■ What you are asked to do:
From the data below, return each line in which the string "stats" is found.

Collected data entries
########
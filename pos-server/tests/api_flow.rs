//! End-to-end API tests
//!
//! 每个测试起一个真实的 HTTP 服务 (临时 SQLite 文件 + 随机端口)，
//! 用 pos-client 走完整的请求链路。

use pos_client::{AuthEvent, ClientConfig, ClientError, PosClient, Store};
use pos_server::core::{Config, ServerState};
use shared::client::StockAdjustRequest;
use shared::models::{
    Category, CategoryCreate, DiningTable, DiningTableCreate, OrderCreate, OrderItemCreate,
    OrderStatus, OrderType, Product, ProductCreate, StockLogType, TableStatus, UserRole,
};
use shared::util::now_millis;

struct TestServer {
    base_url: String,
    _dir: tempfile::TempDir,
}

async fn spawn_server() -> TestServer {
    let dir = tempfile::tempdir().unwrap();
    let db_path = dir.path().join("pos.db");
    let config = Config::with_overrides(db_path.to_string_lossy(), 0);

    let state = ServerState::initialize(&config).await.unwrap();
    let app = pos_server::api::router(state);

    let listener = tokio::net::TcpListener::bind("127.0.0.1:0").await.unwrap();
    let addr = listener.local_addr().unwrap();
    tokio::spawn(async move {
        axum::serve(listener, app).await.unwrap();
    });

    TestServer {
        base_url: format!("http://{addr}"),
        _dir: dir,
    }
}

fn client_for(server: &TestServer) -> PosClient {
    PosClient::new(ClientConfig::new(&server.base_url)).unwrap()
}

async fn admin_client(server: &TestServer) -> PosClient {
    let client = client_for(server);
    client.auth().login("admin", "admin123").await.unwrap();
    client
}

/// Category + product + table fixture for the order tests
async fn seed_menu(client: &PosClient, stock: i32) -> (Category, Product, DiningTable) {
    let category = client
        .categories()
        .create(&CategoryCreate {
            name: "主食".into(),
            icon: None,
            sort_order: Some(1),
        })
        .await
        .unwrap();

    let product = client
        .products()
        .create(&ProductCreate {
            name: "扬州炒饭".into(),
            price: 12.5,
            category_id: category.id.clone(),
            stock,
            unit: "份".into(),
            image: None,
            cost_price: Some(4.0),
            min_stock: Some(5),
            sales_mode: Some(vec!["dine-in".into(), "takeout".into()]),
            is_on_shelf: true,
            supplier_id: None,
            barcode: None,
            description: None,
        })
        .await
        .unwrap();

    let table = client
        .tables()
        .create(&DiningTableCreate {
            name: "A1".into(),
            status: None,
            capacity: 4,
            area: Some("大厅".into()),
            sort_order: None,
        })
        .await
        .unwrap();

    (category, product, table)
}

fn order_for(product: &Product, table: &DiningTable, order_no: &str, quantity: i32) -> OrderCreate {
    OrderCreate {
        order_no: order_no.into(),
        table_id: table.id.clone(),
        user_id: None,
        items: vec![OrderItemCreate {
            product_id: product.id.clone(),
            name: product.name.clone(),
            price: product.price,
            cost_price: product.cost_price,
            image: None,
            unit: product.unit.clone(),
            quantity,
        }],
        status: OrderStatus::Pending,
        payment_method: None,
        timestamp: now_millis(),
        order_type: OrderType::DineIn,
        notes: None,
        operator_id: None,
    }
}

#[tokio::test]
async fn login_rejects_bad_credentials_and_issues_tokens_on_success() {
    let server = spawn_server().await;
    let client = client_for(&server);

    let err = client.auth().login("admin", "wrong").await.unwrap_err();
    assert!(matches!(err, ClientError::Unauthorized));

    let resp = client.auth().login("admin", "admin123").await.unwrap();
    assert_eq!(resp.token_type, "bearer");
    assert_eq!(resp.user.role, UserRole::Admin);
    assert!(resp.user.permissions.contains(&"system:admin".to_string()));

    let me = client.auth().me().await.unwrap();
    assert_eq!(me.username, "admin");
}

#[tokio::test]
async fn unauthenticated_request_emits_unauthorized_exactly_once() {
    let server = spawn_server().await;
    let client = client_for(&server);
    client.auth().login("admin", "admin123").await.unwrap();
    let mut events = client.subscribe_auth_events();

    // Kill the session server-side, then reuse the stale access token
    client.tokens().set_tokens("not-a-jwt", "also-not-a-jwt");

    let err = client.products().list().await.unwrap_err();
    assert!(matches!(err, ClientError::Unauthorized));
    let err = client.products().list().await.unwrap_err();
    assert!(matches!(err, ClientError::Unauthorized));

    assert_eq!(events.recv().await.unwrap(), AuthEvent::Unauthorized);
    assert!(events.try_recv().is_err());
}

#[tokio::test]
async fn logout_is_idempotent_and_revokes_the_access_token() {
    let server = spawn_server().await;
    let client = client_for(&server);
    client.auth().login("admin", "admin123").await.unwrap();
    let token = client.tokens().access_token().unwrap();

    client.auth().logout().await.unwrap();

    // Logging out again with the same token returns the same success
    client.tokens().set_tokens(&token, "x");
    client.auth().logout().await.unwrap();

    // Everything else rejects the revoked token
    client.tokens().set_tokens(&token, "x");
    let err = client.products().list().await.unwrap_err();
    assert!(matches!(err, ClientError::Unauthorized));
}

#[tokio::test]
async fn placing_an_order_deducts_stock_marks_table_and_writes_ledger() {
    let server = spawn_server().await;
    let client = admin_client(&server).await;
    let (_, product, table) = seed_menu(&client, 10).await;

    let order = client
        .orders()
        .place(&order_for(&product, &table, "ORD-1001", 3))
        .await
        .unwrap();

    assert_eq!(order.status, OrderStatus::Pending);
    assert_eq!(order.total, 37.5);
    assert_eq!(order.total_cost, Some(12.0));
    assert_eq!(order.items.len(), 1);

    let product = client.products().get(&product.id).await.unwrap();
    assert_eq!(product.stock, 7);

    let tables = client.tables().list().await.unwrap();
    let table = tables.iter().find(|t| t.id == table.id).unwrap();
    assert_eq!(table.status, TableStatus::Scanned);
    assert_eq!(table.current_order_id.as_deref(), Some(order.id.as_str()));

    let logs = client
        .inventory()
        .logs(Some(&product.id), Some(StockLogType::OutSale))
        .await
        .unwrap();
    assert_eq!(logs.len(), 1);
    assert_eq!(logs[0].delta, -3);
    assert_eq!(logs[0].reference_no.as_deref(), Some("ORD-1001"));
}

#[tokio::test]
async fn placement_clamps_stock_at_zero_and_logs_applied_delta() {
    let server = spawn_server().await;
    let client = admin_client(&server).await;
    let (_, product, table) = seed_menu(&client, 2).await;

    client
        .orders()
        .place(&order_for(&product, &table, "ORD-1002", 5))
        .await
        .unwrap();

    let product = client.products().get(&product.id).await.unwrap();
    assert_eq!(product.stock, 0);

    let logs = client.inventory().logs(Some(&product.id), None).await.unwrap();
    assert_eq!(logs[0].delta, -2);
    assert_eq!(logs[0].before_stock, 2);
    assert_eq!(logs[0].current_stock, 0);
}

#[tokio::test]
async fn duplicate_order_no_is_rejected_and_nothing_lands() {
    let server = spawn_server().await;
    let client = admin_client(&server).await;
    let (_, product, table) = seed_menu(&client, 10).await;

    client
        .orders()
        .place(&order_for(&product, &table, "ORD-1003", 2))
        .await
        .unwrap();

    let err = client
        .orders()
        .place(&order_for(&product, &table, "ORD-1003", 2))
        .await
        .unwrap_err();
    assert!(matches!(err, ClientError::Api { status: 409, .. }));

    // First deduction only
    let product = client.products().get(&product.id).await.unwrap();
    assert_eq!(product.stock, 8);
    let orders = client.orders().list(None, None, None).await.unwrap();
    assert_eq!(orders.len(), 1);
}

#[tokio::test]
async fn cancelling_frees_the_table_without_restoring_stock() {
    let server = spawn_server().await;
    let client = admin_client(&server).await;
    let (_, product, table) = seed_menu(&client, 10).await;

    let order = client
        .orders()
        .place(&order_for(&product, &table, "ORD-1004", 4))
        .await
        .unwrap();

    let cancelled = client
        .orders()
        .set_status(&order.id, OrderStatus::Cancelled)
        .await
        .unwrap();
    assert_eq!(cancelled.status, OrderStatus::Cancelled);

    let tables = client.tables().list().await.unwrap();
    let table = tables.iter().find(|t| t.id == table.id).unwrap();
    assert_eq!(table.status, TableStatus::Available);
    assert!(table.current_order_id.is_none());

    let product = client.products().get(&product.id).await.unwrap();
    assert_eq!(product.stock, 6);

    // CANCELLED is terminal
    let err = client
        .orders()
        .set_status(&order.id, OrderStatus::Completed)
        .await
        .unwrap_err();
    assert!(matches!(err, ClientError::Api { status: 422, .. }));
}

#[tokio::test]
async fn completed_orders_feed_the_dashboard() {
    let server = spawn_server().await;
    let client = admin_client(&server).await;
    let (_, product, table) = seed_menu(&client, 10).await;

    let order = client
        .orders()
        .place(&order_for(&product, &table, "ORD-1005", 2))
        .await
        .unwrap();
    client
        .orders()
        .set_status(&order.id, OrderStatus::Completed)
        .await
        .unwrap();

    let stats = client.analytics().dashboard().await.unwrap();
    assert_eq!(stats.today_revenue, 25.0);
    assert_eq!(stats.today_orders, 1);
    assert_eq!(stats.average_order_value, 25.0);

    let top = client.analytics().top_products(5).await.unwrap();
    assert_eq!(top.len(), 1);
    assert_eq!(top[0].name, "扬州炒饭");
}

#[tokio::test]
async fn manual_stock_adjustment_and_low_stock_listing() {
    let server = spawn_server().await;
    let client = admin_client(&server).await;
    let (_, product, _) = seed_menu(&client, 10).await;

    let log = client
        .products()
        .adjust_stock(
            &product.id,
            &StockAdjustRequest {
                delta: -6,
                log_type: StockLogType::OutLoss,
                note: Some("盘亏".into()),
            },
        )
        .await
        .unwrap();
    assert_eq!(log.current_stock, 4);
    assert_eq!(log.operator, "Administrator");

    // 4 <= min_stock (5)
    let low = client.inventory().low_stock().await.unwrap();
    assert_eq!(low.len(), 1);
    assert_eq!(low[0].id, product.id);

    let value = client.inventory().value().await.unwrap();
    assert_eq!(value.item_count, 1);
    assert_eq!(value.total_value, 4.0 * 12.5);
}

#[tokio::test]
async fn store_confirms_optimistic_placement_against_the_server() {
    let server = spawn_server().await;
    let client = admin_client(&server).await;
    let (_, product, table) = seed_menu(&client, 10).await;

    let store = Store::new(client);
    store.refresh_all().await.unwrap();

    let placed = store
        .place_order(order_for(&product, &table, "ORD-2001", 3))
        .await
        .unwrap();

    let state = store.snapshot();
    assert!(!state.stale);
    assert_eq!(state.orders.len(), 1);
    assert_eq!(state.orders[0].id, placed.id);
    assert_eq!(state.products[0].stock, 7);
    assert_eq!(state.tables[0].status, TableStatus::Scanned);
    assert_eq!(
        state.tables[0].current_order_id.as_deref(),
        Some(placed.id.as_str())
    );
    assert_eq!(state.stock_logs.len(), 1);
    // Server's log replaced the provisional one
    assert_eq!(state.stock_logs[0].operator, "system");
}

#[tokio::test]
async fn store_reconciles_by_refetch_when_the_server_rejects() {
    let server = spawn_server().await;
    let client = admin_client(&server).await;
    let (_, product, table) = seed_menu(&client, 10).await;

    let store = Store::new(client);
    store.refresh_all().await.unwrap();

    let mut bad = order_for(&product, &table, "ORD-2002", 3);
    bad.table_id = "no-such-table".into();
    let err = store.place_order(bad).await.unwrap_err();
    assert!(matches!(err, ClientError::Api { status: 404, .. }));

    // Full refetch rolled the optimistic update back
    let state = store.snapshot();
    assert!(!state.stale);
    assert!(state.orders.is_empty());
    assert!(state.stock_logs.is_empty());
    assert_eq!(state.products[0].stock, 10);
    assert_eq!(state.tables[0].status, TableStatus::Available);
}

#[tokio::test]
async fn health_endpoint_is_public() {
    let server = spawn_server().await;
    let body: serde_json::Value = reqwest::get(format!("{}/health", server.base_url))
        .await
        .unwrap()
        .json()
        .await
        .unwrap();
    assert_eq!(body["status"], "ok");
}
########
■ Answer box:
    let stats = client.analytics().dashboard().await.unwrap();
    assert_eq!(stats.today_revenue, 25.0);
    assert_eq!(stats.today_orders, 1);
    assert_eq!(stats.average_order_value, 25.0);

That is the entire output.